From 6d8e11772e6abadf9b872323fb41601e3d036197 Mon Sep 17 00:00:00 2001
From: sebastian <sebastian.mondial@me.com>
Date: Wed, 19 Feb 2025 21:36:38 +0000
Subject: [PATCH] =?UTF-8?q?pdf=5Fprocessor.py=20hinzugef=C3=BCgt?=
MIME-Version: 1.0
Content-Type: text/plain; charset=UTF-8
Content-Transfer-Encoding: 8bit

Version 1 des PDF-Tools
---
 pdf_processor.py | 73 ++++++++++++++++++++++++++++++++++++++++++++++++
 1 file changed, 73 insertions(+)
 create mode 100644 pdf_processor.py

diff --git a/pdf_processor.py b/pdf_processor.py
new file mode 100644
index 0000000..2871bbf
--- /dev/null
+++ b/pdf_processor.py
@@ -0,0 +1,73 @@
+from pdf2image import convert_from_path
+import os
+import json
+from pathlib import Path
+import tempfile
+
+class PDFProcessor:
+    def __init__(self, input_dir, output_dir):
+        self.input_dir = Path(input_dir)
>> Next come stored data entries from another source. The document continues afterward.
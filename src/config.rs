use std::str::FromStr;

use crate::error::{Result, RnnError};

/// Training hyper-parameters. Defaults fit a 2000-word vocabulary and 5 genres.
#[derive(Debug, Clone, PartialEq)]
pub struct TrainingConfig {
    pub input_dimensions: usize,
    pub hidden_dimensions: usize,
    pub output_dimensions: usize,
    pub learning_rate: f64,
    pub epochs: usize,
    /// `0` back-propagates through the whole sequence.
    pub truncate_steps: usize,
    pub seed: Option<u64>,
}

impl Default for TrainingConfig {
    fn default() -> Self {
        TrainingConfig {
            input_dimensions: 2000,
            hidden_dimensions: 100,
            output_dimensions: 5,
            learning_rate: 0.001,
            epochs: 20,
            truncate_steps: 0,
            seed: None,
        }
    }
}

impl TrainingConfig {
    /// Defaults overridden by `ELMAN_*` environment variables.
    pub fn from_env() -> Result<Self> {
        Self::from_lookup(|key| std::env::var(key).ok())
    }

    pub fn from_lookup<F>(lookup: F) -> Result<Self>
    where
        F: Fn(&str) -> Option<String>,
    {
        let mut config = TrainingConfig::default();
        override_from(&lookup, "ELMAN_INPUT_DIMENSIONS", &mut config.input_dimensions)?;
        override_from(&lookup, "ELMAN_HIDDEN_DIMENSIONS", &mut config.hidden_dimensions)?;
        override_from(&lookup, "ELMAN_OUTPUT_DIMENSIONS", &mut config.output_dimensions)?;
        override_from(&lookup, "ELMAN_LEARNING_RATE", &mut config.learning_rate)?;
        override_from(&lookup, "ELMAN_EPOCHS", &mut config.epochs)?;
        override_from(&lookup, "ELMAN_TRUNCATE_STEPS", &mut config.truncate_steps)?;
        if let Some(seed) = parse_var::<u64, _>(&lookup, "ELMAN_SEED")? {
            config.seed = Some(seed);
        }
        config.validate()?;
        Ok(config)
    }

    pub fn validate(&self) -> Result<()> {
        for (name, value) in [
            ("input_dimensions", self.input_dimensions),
            ("hidden_dimensions", self.hidden_dimensions),
            ("output_dimensions", self.output_dimensions),
        ] {
            if value == 0 {
                return Err(RnnError::invalid(name, "must be greater than zero"));
            }
        }
        if !self.learning_rate.is_finite() || self.learning_rate <= 0.0 {
            return Err(RnnError::invalid(
                "learning_rate",
                format!("must be finite and positive, got {}", self.learning_rate),
            ));
        }
        Ok(())
    }
}

fn override_from<T, F>(lookup: &F, key: &str, slot: &mut T) -> Result<()>
where
    T: FromStr,
    T::Err: std::fmt::Display,
    F: Fn(&str) -> Option<String>,
{
    if let Some(value) = parse_var(lookup, key)? {
        *slot = value;
    }
    Ok(())
}

fn parse_var<T, F>(lookup: &F, key: &str) -> Result<Option<T>>
where
    T: FromStr,
    T::Err: std::fmt::Display,
    F: Fn(&str) -> Option<String>,
{
    match lookup(key) {
        None => Ok(None),
        Some(raw) => raw
            .trim()
            .parse::<T>()
            .map(Some)
            .map_err(|e| RnnError::invalid(key, format!("cannot parse `{raw}`: {e}"))),
    }
}

#[cfg(test)]
mod tests {
    use super::*;
    use std::collections::HashMap;

    fn lookup(pairs: &[(&str, &str)]) -> impl Fn(&str) -> Option<String> {
        let map: HashMap<String, String> = pairs
            .iter()
            .map(|(k, v)| (k.to_string(), v.to_string()))
            .collect();
        move |key| map.get(key).cloned()
    }

    #[test]
    fn test_defaults() {
        let config = TrainingConfig::from_lookup(lookup(&[])).unwrap();
        assert_eq!(config, TrainingConfig::default());
        assert_eq!(config.hidden_dimensions, 100);
        assert_eq!(config.truncate_steps, 0);
        assert_eq!(config.seed, None);
    }

    #[test]
    fn test_env_overrides() {
        let config = TrainingConfig::from_lookup(lookup(&[
            ("ELMAN_HIDDEN_DIMENSIONS", "16"),
            ("ELMAN_LEARNING_RATE", "0.05"),
            ("ELMAN_TRUNCATE_STEPS", " 4 "),
            ("ELMAN_SEED", "42"),
        ]))
        .unwrap();
        assert_eq!(config.hidden_dimensions, 16);
        assert_eq!(config.learning_rate, 0.05);
        assert_eq!(config.truncate_steps, 4);
        assert_eq!(config.seed, Some(42));
        assert_eq!(config.epochs, 20);
    }

    #[test]
    fn test_bad_value_names_variable() {
        let err = TrainingConfig::from_lookup(lookup(&[("ELMAN_EPOCHS", "many")])).unwrap_err();
        assert!(err.to_string().contains("ELMAN_EPOCHS"));
    }

    #[test]
    fn test_validate() {
        let err = TrainingConfig::from_lookup(lookup(&[("ELMAN_OUTPUT_DIMENSIONS", "0")])).unwrap_err();
        assert!(matches!(err, RnnError::InvalidParameter { .. }));

        let config = TrainingConfig {
            learning_rate: -1.0,
            ..TrainingConfig::default()
        };
        assert!(config.validate().is_err());
    }
}
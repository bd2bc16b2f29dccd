//! Elman recurrent sequence classifier trained with truncated
//! back-propagation through time.

pub mod activation;
pub mod config;
pub mod dataset;
pub mod elementwise;
pub mod encoding;
pub mod error;
pub mod evaluate;
pub mod gradients;
pub mod matrix;
pub mod network;
pub mod persist;
pub mod vector;

pub use config::TrainingConfig;
pub use elementwise::Elementwise;
pub use error::{Result, RnnError};
pub use gradients::ParameterGradients;
pub use matrix::Matrix;
pub use network::{ForwardPass, RecurrentNeuralNetwork, TrainingReport};
pub use vector::Vector;
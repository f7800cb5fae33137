//! SDK error types

use crate::transport::{ServiceErrorKind, TransportError};
use frauddetector_core::{CoreError, ValidationError};
use thiserror::Error;

/// SDK error type
#[derive(Error, Debug)]
pub enum SdkError {
    /// Request failed a client-side constraint and was not sent
    #[error("Validation error: {0}")]
    Validation(#[from] ValidationError),

    /// Request or response body could not be converted
    #[error("Serialization error: {0}")]
    Serialization(#[from] serde_json::Error),

    /// The service rejected the request
    #[error("Service error ({kind}): {message}")]
    Service {
        kind: ServiceErrorKind,
        message: String,
    },

    /// The transport could not deliver the request
    #[error("Transport error: {0}")]
    Transport(String),

    /// Configuration error
    #[error("Configuration error: {0}")]
    Config(String),

    /// A listing did not finish within the configured page budget
    #[error("Pagination for {operation} stopped after {pages} pages")]
    PageLimitExceeded {
        operation: &'static str,
        pages: usize,
    },

    /// I/O error
    #[error("I/O error: {0}")]
    Io(#[from] std::io::Error),
}

impl SdkError {
    /// Throttling and internal server errors may succeed on a later attempt
    pub fn is_retryable(&self) -> bool {
        match self {
            SdkError::Service { kind, .. } => kind.is_retryable(),
            _ => false,
        }
    }

    /// Service error category, when the service answered
    pub fn service_kind(&self) -> Option<ServiceErrorKind> {
        match self {
            SdkError::Service { kind, .. } => Some(*kind),
            _ => None,
        }
    }
}

impl From<TransportError> for SdkError {
    fn from(err: TransportError) -> Self {
        match err {
            TransportError::Service { kind, message } => SdkError::Service { kind, message },
            TransportError::Connection(message) => SdkError::Transport(message),
        }
    }
}

impl From<CoreError> for SdkError {
    fn from(err: CoreError) -> Self {
        match err {
            CoreError::Validation(e) => SdkError::Validation(e),
            CoreError::Serialization(e) => SdkError::Serialization(e),
        }
    }
}

impl From<serde_yaml::Error> for SdkError {
    fn from(err: serde_yaml::Error) -> Self {
        SdkError::Config(err.to_string())
    }
}

/// Result type for SDK operations
pub type Result<T> = std::result::Result<T, SdkError>;

#[cfg(test)]
mod tests {
    use super::*;

    #[test]
    fn test_config_error() {
        let error = SdkError::Config("missing endpoint".to_string());
        assert!(error.to_string().contains("Configuration error"));
        assert!(error.to_string().contains("missing endpoint"));
    }

    #[test]
    fn test_validation_error_conversion() {
        let error: SdkError = ValidationError::MissingField {
            field: "detectorId".to_string(),
        }
        .into();
        assert!(matches!(error, SdkError::Validation(_)));
        assert!(error.to_string().contains("detectorId"));
        assert!(!error.is_retryable());
    }

    #[test]
    fn test_transport_error_conversion() {
        let error: SdkError =
            TransportError::service(ServiceErrorKind::Throttling, "Rate exceeded").into();
        assert_eq!(error.service_kind(), Some(ServiceErrorKind::Throttling));
        assert!(error.is_retryable());
        assert_eq!(
            error.to_string(),
            "Service error (ThrottlingException): Rate exceeded"
        );

        let error: SdkError = TransportError::Connection("timed out".to_string()).into();
        assert!(matches!(error, SdkError::Transport(ref m) if m == "timed out"));
        assert_eq!(error.service_kind(), None);
    }

    #[test]
    fn test_conflict_not_retryable() {
        let error = SdkError::Service {
            kind: ServiceErrorKind::Conflict,
            message: "rule version is in use".to_string(),
        };
        assert!(!error.is_retryable());
    }

    #[test]
    fn test_page_limit_message() {
        let error = SdkError::PageLimitExceeded {
            operation: "GetRules",
            pages: 3,
        };
        assert_eq!(error.to_string(), "Pagination for GetRules stopped after 3 pages");
    }

    #[test]
    fn test_io_error_conversion() {
        let io_error = std::io::Error::new(std::io::ErrorKind::NotFound, "File not found");
        let sdk_error: SdkError = io_error.into();
        assert!(sdk_error.to_string().contains("I/O error"));
        assert!(sdk_error.to_string().contains("File not found"));
    }

    #[test]
    fn test_error_debug_format() {
        let error = SdkError::Config("test".to_string());
        let debug_str = format!("{:?}", error);
        assert!(debug_str.contains("Config"));
    }
}
//! Event evaluation

use frauddetector_core::map::insert_unique;
use frauddetector_core::model::{ModelEndpointDataBlob, ModelScores, RuleResult};
use frauddetector_core::validation::{
    check_identifier, check_optional, check_pattern, check_text, Pattern, Validate,
};
use frauddetector_core::ValidationError;
use serde::{Deserialize, Serialize};
use std::collections::BTreeMap;

// =============================================================================
// GetPrediction
// =============================================================================

/// Evaluate an event against a detector version
///
/// Without `detector_version_id` the service uses the detector's active
/// version. Attribute and data blob maps are keyed uniquely; adding a key
/// twice is an error rather than an overwrite.
#[derive(Debug, Clone, PartialEq, Eq, Hash, Serialize, Deserialize)]
#[serde(rename_all = "camelCase")]
pub struct GetPredictionRequest {
    pub detector_id: String,

    #[serde(default, skip_serializing_if = "Option::is_none")]
    pub detector_version_id: Option<String>,

    pub event_id: String,

    #[serde(default, deserialize_with = "frauddetector_core::map::deserialize_unique")]
    event_attributes: BTreeMap<String, String>,

    #[serde(
        default,
        deserialize_with = "frauddetector_core::map::deserialize_unique",
        skip_serializing_if = "BTreeMap::is_empty"
    )]
    external_model_endpoint_data_blobs: BTreeMap<String, ModelEndpointDataBlob>,
}

impl GetPredictionRequest {
    pub fn new(detector_id: impl Into<String>, event_id: impl Into<String>) -> Self {
        Self {
            detector_id: detector_id.into(),
            detector_version_id: None,
            event_id: event_id.into(),
            event_attributes: BTreeMap::new(),
            external_model_endpoint_data_blobs: BTreeMap::new(),
        }
    }

    pub fn with_detector_version_id(mut self, detector_version_id: impl Into<String>) -> Self {
        self.detector_version_id = Some(detector_version_id.into());
        self
    }

    /// Add an event attribute; fails if `name` is already present
    pub fn add_event_attribute(
        mut self,
        name: impl Into<String>,
        value: impl Into<String>,
    ) -> Result<Self, ValidationError> {
        insert_unique(&mut self.event_attributes, "eventAttributes", name, value.into())?;
        Ok(self)
    }

    /// Attach a raw payload for an external endpoint; fails if the endpoint
    /// already has one
    pub fn add_endpoint_data_blob(
        mut self,
        endpoint: impl Into<String>,
        blob: ModelEndpointDataBlob,
    ) -> Result<Self, ValidationError> {
        insert_unique(
            &mut self.external_model_endpoint_data_blobs,
            "externalModelEndpointDataBlobs",
            endpoint,
            blob,
        )?;
        Ok(self)
    }

    pub fn event_attributes(&self) -> &BTreeMap<String, String> {
        &self.event_attributes
    }

    pub fn external_model_endpoint_data_blobs(&self) -> &BTreeMap<String, ModelEndpointDataBlob> {
        &self.external_model_endpoint_data_blobs
    }
}

impl Validate for GetPredictionRequest {
    fn validate(&self) -> Result<(), ValidationError> {
        check_identifier("detectorId", &self.detector_id)?;
        check_optional(self.detector_version_id.as_deref(), |v| {
            check_pattern("detectorVersionId", v, Pattern::VersionId)
        })?;
        check_identifier("eventId", &self.event_id)?;
        for name in self.event_attributes.keys() {
            check_text("eventAttributes.key", name, 1, 64)?;
        }
        for (endpoint, blob) in &self.external_model_endpoint_data_blobs {
            check_pattern("externalModelEndpointDataBlobs.key", endpoint, Pattern::ModelEndpoint)?;
            blob.validate()?;
        }
        Ok(())
    }
}

/// Outcomes, model scores and rule results for one evaluated event
///
/// Read-only once received.
#[derive(Debug, Clone, PartialEq, Default, Serialize, Deserialize)]
#[serde(rename_all = "camelCase")]
pub struct GetPredictionResult {
    #[serde(default)]
    outcomes: Vec<String>,

    #[serde(default)]
    model_scores: Vec<ModelScores>,

    #[serde(default)]
    rule_results: Vec<RuleResult>,
}

impl GetPredictionResult {
    pub fn new(
        outcomes: Vec<String>,
        model_scores: Vec<ModelScores>,
        rule_results: Vec<RuleResult>,
    ) -> Self {
        Self {
            outcomes,
            model_scores,
            rule_results,
        }
    }

    pub fn outcomes(&self) -> &[String] {
        &self.outcomes
    }

    pub fn model_scores(&self) -> &[ModelScores] {
        &self.model_scores
    }

    pub fn rule_results(&self) -> &[RuleResult] {
        &self.rule_results
    }

    pub fn has_outcome(&self, outcome: &str) -> bool {
        self.outcomes.iter().any(|o| o == outcome)
    }

    /// Outcomes produced by `rule_id`, if that rule matched
    pub fn outcomes_for_rule(&self, rule_id: &str) -> Option<&[String]> {
        self.rule_results
            .iter()
            .find(|r| r.rule_id.as_deref() == Some(rule_id))
            .map(|r| r.outcomes.as_slice())
    }

    /// Score for `label` from the first model that reports one
    pub fn score(&self, label: &str) -> Option<f32> {
        self.model_scores.iter().find_map(|s| s.score(label))
    }
}

operation!(GetPredictionRequest => GetPredictionResult, "GetPrediction");
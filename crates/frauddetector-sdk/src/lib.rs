//! Fraud Detector SDK
//!
//! Typed requests, results and a transport-agnostic client for the Fraud
//! Detector service.

pub mod builder;
pub mod client;
pub mod config;
pub mod error;
pub mod operation;
pub mod operations;
pub mod transport;

// Re-export main types
pub use builder::FraudDetectorClientBuilder;
pub use client::{FraudDetectorClient, Paginator};
pub use config::ClientConfig;
pub use error::{Result, SdkError};
pub use operation::{Operation, Paginated, PaginatedOperation};
pub use transport::{ServiceErrorKind, Transport, TransportError};

// Re-export the data model crate
pub use frauddetector_core;
pub use frauddetector_core::{Validate, ValidationError};
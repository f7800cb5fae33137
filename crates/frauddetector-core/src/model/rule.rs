//! Rule records

use crate::error::ValidationError;
use crate::types::Language;
use crate::validation::{check_identifier, check_pattern, Pattern, Validate};
use serde::{Deserialize, Serialize};

/// Reference to one version of a rule within a detector
#[derive(Debug, Clone, PartialEq, Eq, Hash, Serialize, Deserialize)]
#[serde(rename_all = "camelCase")]
pub struct Rule {
    pub detector_id: String,
    pub rule_id: String,
    pub rule_version: String,
}

impl Rule {
    pub fn new(
        detector_id: impl Into<String>,
        rule_id: impl Into<String>,
        rule_version: impl Into<String>,
    ) -> Self {
        Self {
            detector_id: detector_id.into(),
            rule_id: rule_id.into(),
            rule_version: rule_version.into(),
        }
    }
}

impl Validate for Rule {
    fn validate(&self) -> Result<(), ValidationError> {
        check_identifier("detectorId", &self.detector_id)?;
        check_identifier("ruleId", &self.rule_id)?;
        check_pattern("ruleVersion", &self.rule_version, Pattern::VersionId)
    }
}

/// Full description of a rule version, as returned by `GetRules`
#[derive(Debug, Clone, PartialEq, Eq, Hash, Default, Serialize, Deserialize)]
#[serde(rename_all = "camelCase")]
pub struct RuleDetail {
    #[serde(default, skip_serializing_if = "Option::is_none")]
    pub rule_id: Option<String>,

    #[serde(default, skip_serializing_if = "Option::is_none")]
    pub description: Option<String>,

    #[serde(default, skip_serializing_if = "Option::is_none")]
    pub detector_id: Option<String>,

    #[serde(default, skip_serializing_if = "Option::is_none")]
    pub rule_version: Option<String>,

    #[serde(default, skip_serializing_if = "Option::is_none")]
    pub expression: Option<String>,

    #[serde(default, skip_serializing_if = "Option::is_none")]
    pub language: Option<Language>,

    /// Outcome names, referenced by name rather than by object
    #[serde(default, skip_serializing_if = "Vec::is_empty")]
    pub outcomes: Vec<String>,

    #[serde(default, skip_serializing_if = "Option::is_none")]
    pub last_updated_time: Option<String>,

    #[serde(default, skip_serializing_if = "Option::is_none")]
    pub created_time: Option<String>,
}

impl RuleDetail {
    /// The `(detectorId, ruleId, ruleVersion)` reference, if all three are present
    pub fn rule(&self) -> Option<Rule> {
        Some(Rule::new(
            self.detector_id.clone()?,
            self.rule_id.clone()?,
            self.rule_version.clone()?,
        ))
    }
}
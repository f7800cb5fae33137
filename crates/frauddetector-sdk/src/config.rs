//! Configuration types for FraudDetectorClient

use crate::error::{Result, SdkError};
use serde::{Deserialize, Serialize};
use std::path::Path;

/// Default service endpoint
pub const DEFAULT_ENDPOINT: &str = "frauddetector.us-east-1.amazonaws.com";
/// Default signing region
pub const DEFAULT_REGION: &str = "us-east-1";
/// Prefix joined with an operation name to form its target
pub const DEFAULT_TARGET_PREFIX: &str = "AWSHawksNestServiceFacade";
/// Default page budget for [`collect_pages`](crate::client::FraudDetectorClient::collect_pages)
pub const DEFAULT_MAX_PAGES: usize = 100;

/// Environment variable overriding the endpoint
pub const ENV_ENDPOINT: &str = "FRAUD_DETECTOR_ENDPOINT";
/// Environment variable overriding the region
pub const ENV_REGION: &str = "FRAUD_DETECTOR_REGION";

/// Client configuration
///
/// Every field has a default, so a YAML file only needs the keys it changes:
///
/// ```yaml
/// region: eu-west-1
/// endpoint: frauddetector.eu-west-1.amazonaws.com
/// max_pages: 20
/// ```
#[derive(Debug, Clone, PartialEq, Eq, Serialize, Deserialize)]
#[serde(default)]
pub struct ClientConfig {
    /// Host the transport should send requests to
    pub endpoint: String,

    /// Region used by the transport for signing
    pub region: String,

    /// Target prefix, e.g. `AWSHawksNestServiceFacade`
    pub target_prefix: String,

    /// Upper bound on pages fetched by one paginated listing
    pub max_pages: usize,
}

impl ClientConfig {
    /// Create a configuration with the service defaults
    pub fn new() -> Self {
        Self {
            endpoint: DEFAULT_ENDPOINT.to_string(),
            region: DEFAULT_REGION.to_string(),
            target_prefix: DEFAULT_TARGET_PREFIX.to_string(),
            max_pages: DEFAULT_MAX_PAGES,
        }
    }

    /// Parse a YAML document; absent keys keep their defaults
    pub fn from_yaml_str(yaml: &str) -> Result<Self> {
        let config: ClientConfig = serde_yaml::from_str(yaml)?;
        config.check()?;
        Ok(config)
    }

    /// Load a YAML configuration file
    pub fn from_file(path: impl AsRef<Path>) -> Result<Self> {
        let path = path.as_ref();
        let content = std::fs::read_to_string(path)?;
        tracing::debug!("Loaded client config from {:?}", path);
        Self::from_yaml_str(&content)
    }

    /// Apply `FRAUD_DETECTOR_ENDPOINT` and `FRAUD_DETECTOR_REGION` when set
    pub fn with_env_overrides(self) -> Self {
        self.with_overrides_from(|key| std::env::var(key).ok())
    }

    /// Apply overrides read through `lookup`; empty values are ignored
    pub fn with_overrides_from(mut self, lookup: impl Fn(&str) -> Option<String>) -> Self {
        if let Some(endpoint) = lookup(ENV_ENDPOINT).filter(|v| !v.is_empty()) {
            tracing::debug!("Endpoint overridden by {}: {}", ENV_ENDPOINT, endpoint);
            self.endpoint = endpoint;
        }
        if let Some(region) = lookup(ENV_REGION).filter(|v| !v.is_empty()) {
            tracing::debug!("Region overridden by {}: {}", ENV_REGION, region);
            self.region = region;
        }
        self
    }

    /// Set endpoint
    pub fn with_endpoint(mut self, endpoint: impl Into<String>) -> Self {
        self.endpoint = endpoint.into();
        self
    }

    /// Set region
    pub fn with_region(mut self, region: impl Into<String>) -> Self {
        self.region = region.into();
        self
    }

    /// Set target prefix
    pub fn with_target_prefix(mut self, prefix: impl Into<String>) -> Self {
        self.target_prefix = prefix.into();
        self
    }

    /// Set page budget
    pub fn with_max_pages(mut self, max_pages: usize) -> Self {
        self.max_pages = max_pages;
        self
    }

    /// Full target for an operation, e.g. `AWSHawksNestServiceFacade.GetRules`
    pub fn target_for(&self, operation: &str) -> String {
        format!("{}.{}", self.target_prefix, operation)
    }

    /// Reject configurations no transport could use
    pub fn check(&self) -> Result<()> {
        if self.endpoint.trim().is_empty() {
            return Err(SdkError::Config("endpoint must not be empty".to_string()));
        }
        if self.region.trim().is_empty() {
            return Err(SdkError::Config("region must not be empty".to_string()));
        }
        if self.target_prefix.trim().is_empty() {
            return Err(SdkError::Config("target_prefix must not be empty".to_string()));
        }
        if self.max_pages == 0 {
            return Err(SdkError::Config("max_pages must be at least 1".to_string()));
        }
        Ok(())
    }
}

impl Default for ClientConfig {
    fn default() -> Self {
        Self::new()
    }
}

#[cfg(test)]
mod tests {
    use super::*;
    use std::collections::HashMap;

    #[test]
    fn test_defaults() {
        let config = ClientConfig::default();
        assert_eq!(config.endpoint, "frauddetector.us-east-1.amazonaws.com");
        assert_eq!(config.region, "us-east-1");
        assert_eq!(config.target_for("GetDetectors"), "AWSHawksNestServiceFacade.GetDetectors");
        assert!(config.check().is_ok());
    }

    #[test]
    fn test_partial_yaml_keeps_defaults() {
        let config = ClientConfig::from_yaml_str("region: eu-west-1\nmax_pages: 5\n").unwrap();
        assert_eq!(config.region, "eu-west-1");
        assert_eq!(config.max_pages, 5);
        assert_eq!(config.endpoint, DEFAULT_ENDPOINT);
        assert_eq!(config.target_prefix, DEFAULT_TARGET_PREFIX);
    }

    #[test]
    fn test_invalid_yaml() {
        let err = ClientConfig::from_yaml_str("max_pages: many").unwrap_err();
        assert!(matches!(err, SdkError::Config(_)));

        let err = ClientConfig::from_yaml_str("max_pages: 0").unwrap_err();
        assert!(err.to_string().contains("max_pages"));
    }

    #[test]
    fn test_overrides() {
        let env: HashMap<&str, &str> = [
            (ENV_ENDPOINT, "localhost:8443"),
            (ENV_REGION, ""),
        ]
        .into_iter()
        .collect();

        let config = ClientConfig::new()
            .with_region("ap-southeast-2")
            .with_overrides_from(|key| env.get(key).map(|v| v.to_string()));
        assert_eq!(config.endpoint, "localhost:8443");
        assert_eq!(config.region, "ap-southeast-2");
    }

    #[test]
    fn test_builder_methods() {
        let config = ClientConfig::new()
            .with_endpoint("frauddetector.eu-west-1.amazonaws.com")
            .with_target_prefix("Facade")
            .with_max_pages(3);
        assert_eq!(config.target_for("PutOutcome"), "Facade.PutOutcome");
        assert_eq!(config.max_pages, 3);
    }
}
+        self.output_dir = Path(output_dir)
+        self.output_dir.mkdir(parents=True, exist_ok=True)
+        
+        # Create temp directory for images
+        self.temp_dir = Path(tempfile.mkdtemp())
+
+    def process_pdfs(self):
+        """Process all PDFs in the input directory"""
+        pdf_files = list(self.input_dir.glob('*.pdf'))
+        results = []
+        
+        for pdf_path in pdf_files:
+            try:
+                result = self.process_single_pdf(pdf_path)
+                results.append(result)
+            except Exception as e:
+                print(f"Error processing {pdf_path}: {str(e)}")
+                results.append({
+                    'pdf_path': str(pdf_path),
+                    'status': 'error',
+                    'error': str(e)
+                })
+        
+        # Save results to JSON
+        with open(self.output_dir / 'processing_results.json', 'w') as f:
+            json.dump(results, f, indent=4)
+        
+        return results
+
+    def process_single_pdf(self, pdf_path):
+        """Process a single PDF file"""
+        print(f"Processing: {pdf_path}")
+        
+        # Convert first page to image
+        images = convert_from_path(pdf_path, first_page=1, last_page=1)
+        if not images:
+            raise Exception("Could not extract first page")
+        
+        # Save first page image
+        first_page = images[0]
+        image_path = self.temp_dir / f"{pdf_path.stem}_page1.jpg"
+        first_page.save(str(image_path), 'JPEG')
+        
+        # TODO: This is where we'll integrate with the vision analysis
+        # For now, we'll just return the paths
+        return {
+            'pdf_path': str(pdf_path),
+            'image_path': str(image_path),
+            'status': 'image_extracted'
+        }
+
+def main():
+    # Example usage
+    input_dir = "path/to/pdfs"
+    output_dir = "path/to/output"
+    
+    processor = PDFProcessor(input_dir, output_dir)
+    results = processor.process_pdfs()
+    
+    print(f"\nProcessed {len(results)} PDF files")
+    print(f"Results saved to: {processor.output_dir}/processing_results.json")
+
+if __name__ == "__main__":
+    main()
\ No newline at end of file